● DESCRIPTION OF THE TASK
Would you please return the lines of the material that contain the word "DateTime"?
** GIVEN INFORMATION follows **
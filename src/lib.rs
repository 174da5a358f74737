//! Recognize boxes, connectors, and text in ASCII line-art diagrams.
//!
//! A [`Canvas`] reads a diagram like
//!
//! ```text
//! +------+      +------+
//! |Editor|----->|Window|
//! +------+      +------+
//! ```
//!
//! and produces an ordered list of [`Object`]s: traced [`Path`]s for the
//! boxes and connectors, and [`TextRun`]s for the labels. Rendering those
//! objects is left to the caller.
//!
//! # Example
//!
//! ```rust
//! use aashape::Canvas;
//!
//! let canvas = Canvas::new(b"+--+\n|Hi|\n+--+", 8).unwrap();
//! let objects = canvas.objects();
//! assert_eq!(objects.len(), 2);
//! assert!(objects[0].is_closed());
//! assert_eq!(objects[1].text(), "Hi");
//! ```
//!
//! # Glyphs
//!
//! | Glyph | Meaning |
//! |---|---|
//! | `+` `.` `'` | corner |
//! | `-` `\|` | horizontal and vertical line |
//! | `/` `\` | diagonal line |
//! | `<` `>` `^` `v` | arrow head; ends a line |
//!
//! Everything else that is not blank is text.
//!
//! # Known limitations
//!
//! Tracing is a depth-first walk with a fixed direction order, not a
//! polygon solver. Boxes sharing a wall (`+-+-+`) or touching side by side
//! (`+-++-+`) come out as one outer polygon plus open paths that repeat
//! part of it. Dense grids of crossing lines produce many overlapping
//! paths. The output is always deterministic.

mod canvas;
mod chars;
mod corners;
mod error;
mod finder;
mod grid;
mod object;
mod path;
mod text;

pub use canvas::{Canvas, CanvasOptions, DEFAULT_TAB_WIDTH};
pub use chars::{classify, CellKind, Direction, Slant};
pub use corners::reduce;
pub use error::{Error, Result};
pub use grid::Grid;
pub use object::Object;
pub use path::{Path, Point};
pub use text::{TextRun, DEFAULT_MERGE_GAP};
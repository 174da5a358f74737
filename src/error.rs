//! Errors raised while building a canvas.

use thiserror::Error;

/// Result type used throughout the crate.
pub type Result<T> = std::result::Result<T, Error>;

/// Everything that can stop a [`Canvas`](crate::Canvas) from being built.
///
/// Both variants are detected before any scanning starts; once a grid
/// exists, tracing and text extraction cannot fail.
#[derive(Debug, Error, Clone, PartialEq, Eq)]
pub enum Error {
    /// The tab width must be at least one column.
    #[error("tab width must be at least 1, got {0}")]
    TabWidth(usize),

    /// The input is not valid UTF-8. `line` is 1-based.
    #[error("invalid UTF-8 encoding on line {line}")]
    Decode { line: usize },
}
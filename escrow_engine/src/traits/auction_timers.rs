use chrono::{DateTime, Utc};

use crate::{
    db_types::{AuctionTimer, ListingId, TimerId},
    traits::SettlementError,
};

/// Durable storage for auction timers. Timers persist absolute end times so that they survive restarts.
#[allow(async_fn_in_trait)]
pub trait AuctionTimerStore: Clone {
    /// In one database transaction, cancels any active timer for the listing and inserts a new active one. Returns the
    /// new timer and the one it replaced, if any.
    async fn start_timer(
        &self,
        id: TimerId,
        listing_id: &ListingId,
        started_at: DateTime<Utc>,
        ends_at: DateTime<Utc>,
    ) -> Result<(AuctionTimer, Option<AuctionTimer>), SettlementError>;

    async fn fetch_active_timer(&self, listing_id: &ListingId) -> Result<Option<AuctionTimer>, SettlementError>;

    /// The most recently started timer for the listing, whatever its status.
    async fn fetch_latest_timer(&self, listing_id: &ListingId) -> Result<Option<AuctionTimer>, SettlementError>;

    async fn fetch_active_timers(&self) -> Result<Vec<AuctionTimer>, SettlementError>;

    /// `active → expired`. Returns `None` if the timer was no longer active, i.e. someone else got there first.
    async fn expire_timer(
        &self,
        id: &TimerId,
        expired_at: DateTime<Utc>,
    ) -> Result<Option<AuctionTimer>, SettlementError>;

    /// `active → cancelled` for the listing's active timer. Returns `None` if there was nothing to cancel.
    async fn cancel_active_timer(
        &self,
        listing_id: &ListingId,
        cancelled_at: DateTime<Utc>,
    ) -> Result<Option<AuctionTimer>, SettlementError>;
}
** End of GIVEN INFORMATION **
● EXPECTED OUTPUT
use chrono::{DateTime, Utc};
        started_at: DateTime<Utc>,
        ends_at: DateTime<Utc>,
        expired_at: DateTime<Utc>,
        cancelled_at: DateTime<Utc>,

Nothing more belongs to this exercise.